No. Probably not. He didn’t know enough about the heart, where to push or…squeeze.

 

Sitting down in a deep chair beside the desk, he held his hand out and watched dispassionately as a pen on the desk began to roll across the polished surface toward him. It picked up speed as it rolled, and when it reached the edge of the desk it seemed to launch itself through the air to land neatly in Douglas’s palm.

 

A nice little party trick. He closed his fingers around the pen and swore under his breath. Amy said if he went to Vegas he could make a fortune, especially at craps. But Douglas had the superstitious notion that to misuse his ability to move things would be to lose it. And he liked having it.

 

He liked being different.

 

But what use was this ability of his if he couldn’t do anything meaningful with it? Oh, sure, he could pluck a pen off a desk when he was three feet away, or get a book off a shelf without getting up, or even move furniture with a lot less sweat and effort than most people expended. And he could open locked doors by just thinking them open. And once, just a week before, he had stopped a car when the idiot driver had left it parked incorrectly on a hill and it had started to roll.

 

He’d probably saved at least one life that time, since the car had been rolling toward an oblivious window-shopper. The newspapers had blathered on about the “inexplicable” way the car had just stopped right in the middle of the hill like that, and he had enjoyed being the secret savior.

 

“Not bad,” he murmured, turning the pen in his fingers briefly and then tossing it toward the desk. So maybe he had done something useful, after all.
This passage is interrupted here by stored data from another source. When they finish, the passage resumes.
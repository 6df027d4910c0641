//! Provider descriptor data structures shared by the authenticator and the API client.

/// Builder API for assembling provider descriptors.
pub mod builder;

pub use builder::*;

// self
use crate::{_prelude::*, error::ConfigError};

/// Default vendor authorization page.
pub const FITBIT_AUTHORIZATION_URL: &str = "https://www.fitbit.com/oauth2/authorize";
/// Default vendor token endpoint.
pub const FITBIT_TOKEN_URL: &str = "https://api.fitbit.com/oauth2/token";
/// Default vendor resource API base.
pub const FITBIT_API_URL: &str = "https://api.fitbit.com/";

/// Endpoint set declared by a provider descriptor.
#[derive(Clone, Debug, PartialEq, Eq)]
pub struct ProviderEndpoints {
	/// Authorization page opened in the browser.
	pub authorization: Url,
	/// Token endpoint used for exchanges and refreshes.
	pub token: Url,
	/// Resource API base; always ends with `/`.
	pub api: Url,
}

/// Immutable provider descriptor consumed by flows and the API client.
#[derive(Clone, Debug, PartialEq, Eq)]
pub struct ProviderDescriptor {
	/// Endpoint definitions exposed by the provider.
	pub endpoints: ProviderEndpoints,
}
impl ProviderDescriptor {
	/// Creates a new, empty builder.
	pub fn builder() -> ProviderDescriptorBuilder {
		ProviderDescriptorBuilder::default()
	}

	/// Descriptor for the production vendor endpoints.
	pub fn fitbit() -> Result<Self> {
		let parse = |raw: &str| {
			Url::parse(raw).map_err(|source| ConfigError::InvalidEndpoint { source })
		};

		Ok(Self::builder()
			.authorization_endpoint(parse(FITBIT_AUTHORIZATION_URL)?)
			.token_endpoint(parse(FITBIT_TOKEN_URL)?)
			.api_endpoint(parse(FITBIT_API_URL)?)
			.build()
			.map_err(ConfigError::from)?)
	}

	/// Renders `{api}{version}/user/-/{endpoint}` for the authenticated user.
	pub fn resource_url(&self, version: &str, endpoint: &str) -> Result<Url> {
		self.endpoints
			.api
			.join(&format!("{version}/user/-/{endpoint}"))
			.map_err(|source| ConfigError::InvalidEndpoint { source }.into())
	}
}

#[cfg(test)]
mod tests {
	// self
	use super::*;

	#[test]
	fn fitbit_defaults_render_resource_urls() {
		let descriptor = ProviderDescriptor::fitbit().expect("Vendor defaults should be valid.");

		assert_eq!(descriptor.endpoints.token.as_str(), FITBIT_TOKEN_URL);
		assert_eq!(
			descriptor
				.resource_url("1.2", "sleep/date/2024-03-01.json")
				.expect("Resource URL should render.")
				.as_str(),
			"https://api.fitbit.com/1.2/user/-/sleep/date/2024-03-01.json"
		);
	}
}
And maybe, if he could get close enough to see the bastard at just the right moment, maybe he could give Amy’s husband a secret little shove down a long flight of stairs…

 

The hairs on the back of his neck stood straight up.

 

Douglas frowned and let his gaze track slowly around the room. Nobody was there, of course. Still—something wasn’t right. He could feel it. It seemed difficult to breathe all of a sudden, as if the air had grown heavy. And he could have sworn it was darker than it had been a moment before, even though the drapes were open and two lamps burned brightly. It just somehow felt darker.

 

He looked at his watch. Twenty minutes after two. The sun was shining in a cloudless sky out there. It was the middle of the day. And he hadn’t turned out a light in here. So why was it getting darker?

 

“Okay, so maybe I won’t push him down the stairs,” he said aloud, hearing in his own shaky voice the worry that he might have opened up a box of troubles by even thinking about using his abilities to do something bad.

 

It was getting darker. And when he tried to move, terror shot through him, because he couldn’t. He reached out desperately with his mind, but the door didn’t open. The little pen on the desk didn’t even move.

 

It just got darker.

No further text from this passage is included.